Applying this or any intentional routine to the moments before your performance eliminates distractions. It keeps you focused on the steps that are right in front of you, and it replaces old reactive habits with new and better ones. Eventually this new routine (Set.Set.Set.) will become automatic much like the story of how NFL Coach Tony Dungy helped Pro Bowl MVP Derrick Brooks. “Brooks’ routine was that he was interpreting too many signals—the running back’s feet, the quarterback’s eyes—at once. Essentially, he was multitasking, a difficult thing to do in an office, let alone a football field. He needed to think less and react faster. So Dungy coached him to take the same starting cue (the running back’s motion) and get to the reward (anticipating the play) in a different way: by looking at the signals in a progression, one after the other, instead of all together. At first, this required a lot of Brooks’s mental energy. But eventually the new routine became automatic. Good habits became a reaction rather than a choice.”- From the book The Power of Habit


“Wherever you go, go with all your heart.” Confucius

Imagine a time when you were fully immersed in your area of performance. You felt an energized focus. You were fully involved, and you completely enjoyed the experience.

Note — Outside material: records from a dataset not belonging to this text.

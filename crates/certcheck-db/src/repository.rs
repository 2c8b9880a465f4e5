use crate::store::{RecordStore, RecordStoreResult};
use certcheck_core::SubmissionRecord;
use std::sync::Arc;
use tokio::sync::Mutex;
use uuid::Uuid;

/// Repository for submission records
///
/// Every operation holds a single lock for its whole load-modify-save cycle,
/// so two concurrent appends (or an append racing a delete) are applied one
/// after the other instead of overwriting each other.
#[derive(Clone)]
pub struct SubmissionRepository {
    store: RecordStore,
    lock: Arc<Mutex<()>>,
}

impl SubmissionRepository {
    pub fn new(store: RecordStore) -> Self {
        Self {
            store,
            lock: Arc::new(Mutex::new(())),
        }
    }

    pub fn store(&self) -> &RecordStore {
        &self.store
    }

    /// All records in append order
    #[tracing::instrument(skip(self), fields(db.operation = "list"))]
    pub async fn list(&self) -> RecordStoreResult<Vec<SubmissionRecord>> {
        let _guard = self.lock.lock().await;
        self.store.load().await
    }

    pub async fn len(&self) -> RecordStoreResult<usize> {
        Ok(self.list().await?.len())
    }

    pub async fn is_empty(&self) -> RecordStoreResult<bool> {
        Ok(self.len().await? == 0)
    }

    #[tracing::instrument(skip(self), fields(db.operation = "get"))]
    pub async fn get(&self, id: Uuid) -> RecordStoreResult<Option<SubmissionRecord>> {
        let records = self.list().await?;
        Ok(records.into_iter().find(|r| r.id == id))
    }

    /// The record currently stored at `index`, if any.
    #[tracing::instrument(skip(self), fields(db.operation = "get_at"))]
    pub async fn get_at(&self, index: usize) -> RecordStoreResult<Option<SubmissionRecord>> {
        let mut records = self.list().await?;
        if index >= records.len() {
            return Ok(None);
        }
        Ok(Some(records.swap_remove(index)))
    }

    /// Append a record and return the position it was stored at.
    #[tracing::instrument(
        skip(self, record),
        fields(db.operation = "append", record_id = %record.id, filename = %record.filename)
    )]
    pub async fn append(&self, record: SubmissionRecord) -> RecordStoreResult<usize> {
        self.mutate(|records| {
            records.push(record);
            records.len() - 1
        })
        .await
    }

    /// Remove the record at `index`. Out-of-range indices leave the store untouched.
    #[tracing::instrument(skip(self), fields(db.operation = "remove_at"))]
    pub async fn remove_at(&self, index: usize) -> RecordStoreResult<Option<SubmissionRecord>> {
        let _guard = self.lock.lock().await;
        let mut records = self.store.load().await?;
        if index >= records.len() {
            tracing::debug!(index, len = records.len(), "Delete index out of range, ignoring");
            return Ok(None);
        }
        let removed = records.remove(index);
        self.store.save(&records).await?;
        Ok(Some(removed))
    }

    /// Remove the record with the given identifier, if present.
    #[tracing::instrument(skip(self), fields(db.operation = "remove_by_id"))]
    pub async fn remove_by_id(&self, id: Uuid) -> RecordStoreResult<Option<SubmissionRecord>> {
        let _guard = self.lock.lock().await;
        let mut records = self.store.load().await?;
        let Some(index) = records.iter().position(|r| r.id == id) else {
            return Ok(None);
        };
        let removed = records.remove(index);
        self.store.save(&records).await?;
        Ok(Some(removed))
    }

    /// Run `f` against the loaded records and persist the result, all under the lock.
    async fn mutate<F, T>(&self, f: F) -> RecordStoreResult<T>
    where
        F: FnOnce(&mut Vec<SubmissionRecord>) -> T,
    {
        let _guard = self.lock.lock().await;
        let mut records = self.store.load().await?;
        let out = f(&mut records);
        self.store.save(&records).await?;
        Ok(out)
    }
}
use axum::http::HeaderValue;
use axum::{extract::Request, middleware::Next, response::Response};
use uuid::Uuid;

pub const REQUEST_ID_HEADER: &str = "X-Request-ID";

const MAX_REQUEST_ID_LEN: usize = 128;

/// Request ID extension type
#[derive(Clone, Debug, PartialEq, Eq)]
pub struct RequestId(pub String);

/// Request ID middleware
///
/// Reuses a well-formed `X-Request-ID` from the client or generates a new one,
/// stores it in the request extensions and echoes it on the response.
pub async fn request_id_middleware(mut request: Request, next: Next) -> Response {
    let request_id = request
        .headers()
        .get(REQUEST_ID_HEADER)
        .and_then(|h| h.to_str().ok())
        .filter(|s| is_acceptable(s))
        .map(|s| s.to_string())
        .unwrap_or_else(|| Uuid::new_v4().to_string());

    request
        .extensions_mut()
        .insert(RequestId(request_id.clone()));

    let mut response = next.run(request).await;

    if let Ok(header_value) = HeaderValue::from_str(&request_id) {
        response.headers_mut().insert(REQUEST_ID_HEADER, header_value);
    }

    response
}

/// Extract request ID from request extensions
pub fn get_request_id(request: &Request) -> Option<String> {
    request
        .extensions()
        .get::<RequestId>()
        .map(|id| id.0.clone())
}

fn is_acceptable(id: &str) -> bool {
    !id.is_empty()
        && id.len() <= MAX_REQUEST_ID_LEN
        && id
            .chars()
            .all(|c| c.is_ascii_alphanumeric() || matches!(c, '-' | '_' | '.'))
}
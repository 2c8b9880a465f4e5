//! Server-rendered HTML pages

use axum::http::StatusCode;
use certcheck_core::constants::UPLOADS_URL_PREFIX;
use certcheck_core::{SubmissionFields, SubmissionRecord, Verdict};

use crate::constants::STYLESHEET_PATH;

pub const STYLESHEET: &str = include_str!("../ui/style.css");

/// Escape text for use in element content and quoted attribute values.
pub fn escape_html(input: &str) -> String {
    let mut out = String::with_capacity(input.len());
    for c in input.chars() {
        match c {
            '&' => out.push_str("&amp;"),
            '<' => out.push_str("&lt;"),
            '>' => out.push_str("&gt;"),
            '"' => out.push_str("&quot;"),
            '\'' => out.push_str("&#x27;"),
            other => out.push(other),
        }
    }
    out
}

/// URL of a stored upload as served by the static file route
pub fn upload_url(filename: &str) -> String {
    format!("{}/{}", UPLOADS_URL_PREFIX, urlencoding::encode(filename))
}

/// Location of the result page for a classified upload
pub fn result_path(verdict: Verdict, filename: &str) -> String {
    format!("/uploads/{}/{}", verdict, urlencoding::encode(filename))
}

fn layout(title: &str, body: &str) -> String {
    format!(
        r#"<!DOCTYPE html>
<html lang="en">
<head>
    <meta charset="UTF-8">
    <meta name="viewport" content="width=device-width, initial-scale=1.0">
    <title>{title} | certcheck</title>
    <link rel="stylesheet" href="{stylesheet}">
</head>
<body>
    <header>
        <a class="brand" href="/">certcheck</a>
        <a href="/upload">Upload</a>
        <a href="/view">Submissions</a>
        <a href="/about">About</a>
    </header>
    <main>
{body}
    </main>
</body>
</html>
"#,
        title = escape_html(title),
        stylesheet = STYLESHEET_PATH,
        body = body,
    )
}

pub fn home() -> String {
    layout(
        "Home",
        r#"        <h1>Document verification</h1>
        <p>Upload a scanned certificate or document and the classifier will tell you
        whether it looks genuine.</p>
        <p><a href="/upload">Upload a document</a> or <a href="/view">browse past submissions</a>.</p>"#,
    )
}

pub fn about() -> String {
    layout(
        "About",
        r#"        <h1>About</h1>
        <p>Each upload is resized to 224&times;224 pixels and scored by a pre-trained
        binary image classifier. Scores above the configured threshold are reported as
        <strong>Real</strong>, all others as <strong>Fake</strong>.</p>
        <p>Accepted file types are PNG, JPG, JPEG and GIF. Submitted details and file
        names are kept so they can be reviewed and deleted from the submissions page.</p>"#,
    )
}

/// The upload form, optionally pre-filled and with a rejection notice.
pub fn upload_form(fields: &SubmissionFields, error: Option<&str>) -> String {
    let notice = error
        .map(|msg| format!(r#"        <p class="notice">{}</p>"#, escape_html(msg)))
        .unwrap_or_default();

    let body = format!(
        r#"        <h1>Upload a document</h1>
{notice}
        <form class="upload" method="post" action="/upload" enctype="multipart/form-data">
            <label for="name">Name</label>
            <input type="text" id="name" name="name" value="{name}" required>
            <label for="branch">Branch</label>
            <input type="text" id="branch" name="branch" value="{branch}" required>
            <label for="email">Email</label>
            <input type="email" id="email" name="email" value="{email}" required>
            <label for="subject">Subject</label>
            <input type="text" id="subject" name="subject" value="{subject}" required>
            <label for="file">Document image</label>
            <input type="file" id="file" name="file" accept=".png,.jpg,.jpeg,.gif" required>
            <button type="submit">Upload and classify</button>
        </form>"#,
        notice = notice,
        name = escape_html(&fields.name),
        branch = escape_html(&fields.branch),
        email = escape_html(&fields.email),
        subject = escape_html(&fields.subject),
    );
    layout("Upload", &body)
}

pub fn result(verdict: Verdict, filename: &str) -> String {
    let class = match verdict {
        Verdict::Real => "real",
        Verdict::Fake => "fake",
    };
    let body = format!(
        r#"        <h1>Result</h1>
        <p>The document <code>{filename}</code> was classified as</p>
        <p class="verdict {class}">{verdict}</p>
        <img class="preview" src="{src}" alt="{filename}">
        <p><a href="/upload">Upload another</a> or <a href="/view">view all submissions</a>.</p>"#,
        filename = escape_html(filename),
        class = class,
        verdict = verdict,
        src = escape_html(&upload_url(filename)),
    );
    layout("Result", &body)
}

/// All submissions in stored order, each with a delete button.
pub fn submissions(records: &[SubmissionRecord]) -> String {
    if records.is_empty() {
        return layout(
            "Submissions",
            r#"        <h1>Submissions</h1>
        <p>No documents have been submitted yet.</p>"#,
        );
    }

    let rows: String = records
        .iter()
        .enumerate()
        .map(|(index, record)| {
            format!(
                r#"            <tr>
                <td>{position}</td>
                <td>{name}</td>
                <td>{branch}</td>
                <td>{email}</td>
                <td>{subject}</td>
                <td><a href="{href}">{filename}</a></td>
                <td>{created}</td>
                <td>
                    <form method="post" action="/submissions/{id}/delete">
                        <button class="danger" type="submit">Delete</button>
                    </form>
                </td>
            </tr>
"#,
                position = index + 1,
                name = escape_html(&record.name),
                branch = escape_html(&record.branch),
                email = escape_html(&record.email),
                subject = escape_html(&record.subject),
                href = escape_html(&upload_url(&record.filename)),
                filename = escape_html(&record.filename),
                created = record.created_at.format("%Y-%m-%d %H:%M"),
                id = record.id,
            )
        })
        .collect();

    let body = format!(
        r#"        <h1>Submissions</h1>
        <table>
            <thead>
                <tr><th>#</th><th>Name</th><th>Branch</th><th>Email</th><th>Subject</th><th>File</th><th>Submitted</th><th></th></tr>
            </thead>
            <tbody>
{rows}            </tbody>
        </table>"#,
        rows = rows,
    );
    layout("Submissions", &body)
}

pub fn error_page(status: StatusCode, code: &str, message: &str, details: Option<&str>) -> String {
    let details = details
        .map(|d| format!("        <pre>{}</pre>\n", escape_html(d)))
        .unwrap_or_default();
    let body = format!(
        r#"        <h1>{status}</h1>
        <p class="notice">{message}</p>
        <p><small>{code}</small></p>
{details}        <p><a href="/">Back to home</a></p>"#,
        status = status,
        message = escape_html(message),
        code = escape_html(code),
        details = details,
    );
    layout(status.canonical_reason().unwrap_or("Error"), &body)
}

That's called 'next-level' performance and it's typically referred to as being ‘in the zone’. Mihalyi Csikszentmihalyi (2013) uses the word ‘autotelic' to describe individuals experiencing the zone, but he calls it ‘flow.’ Flow is that magic moment when time is altered, and you are completely consumed in an experience. Flow theory says that a flow state can only occur if there is a good balance between perceived challenges of the task at hand and the learner’s perceived ability to solve it.

It makes sense then, that if we can increase the perception of a learner's skill and their perception of their ability to solve a challenge (by increasing their confidence), then we can help them achieve more flow states. Learn more about Flow here.

RSG Performance delivers training and coaching that builds upon all of these concepts using science-based research and methodologies. Through modified, performance-specific forms of mindfulness training, we teach confidence, resilience, focus and flow.

Ready.Set.Go! is the framework for your new pre-performance routine. If you can see yourself achieve a goal, you are READY. If you can feel your body and mind positioned to win, you are SET. Now, trust yourself and GO!